RECORD EXTRACTS:

/---

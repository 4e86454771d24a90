//! Error types for the API value types.

use std::io;

/// Errors produced while constructing or computing fingerprint ids.
#[derive(Debug, thiserror::Error)]
pub enum IdError {
    /// The id is not 32 lowercase hexadecimal characters.
    #[error("{id} does not look like a valid id")]
    Malformed { id: String },

    /// The content to hash could not be read.
    #[error("Failed to read content for hashing: {0}")]
    Io(#[from] io::Error),
}

impl IdError {
    /// Create a MALFORMED error for the rejected input.
    pub fn malformed(id: impl Into<String>) -> Self {
        Self::Malformed { id: id.into() }
    }
}

#[cfg(test)]
mod tests {
    use super::*;

    #[test]
    fn test_malformed_message_names_input() {
        let err = IdError::malformed("xyz");
        assert_eq!(err.to_string(), "xyz does not look like a valid id");
    }
}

\---

WORK TASK:
With the first line being the one containing "#[derive(Debug, thiserror::Error)]" and the last line the one containing "pub fn malformed(id: impl", transcribe exactly the lines above that fall in that range.

ANSWER SECTION:
#[derive(Debug, thiserror::Error)]
pub enum IdError {
    /// The id is not 32 lowercase hexadecimal characters.
    #[error("{id} does not look like a valid id")]
    Malformed { id: String },

    /// The content to hash could not be read.
    #[error("Failed to read content for hashing: {0}")]
    Io(#[from] io::Error),
}

impl IdError {
    /// Create a MALFORMED error for the rejected input.
    pub fn malformed(id: impl Into<String>) -> Self {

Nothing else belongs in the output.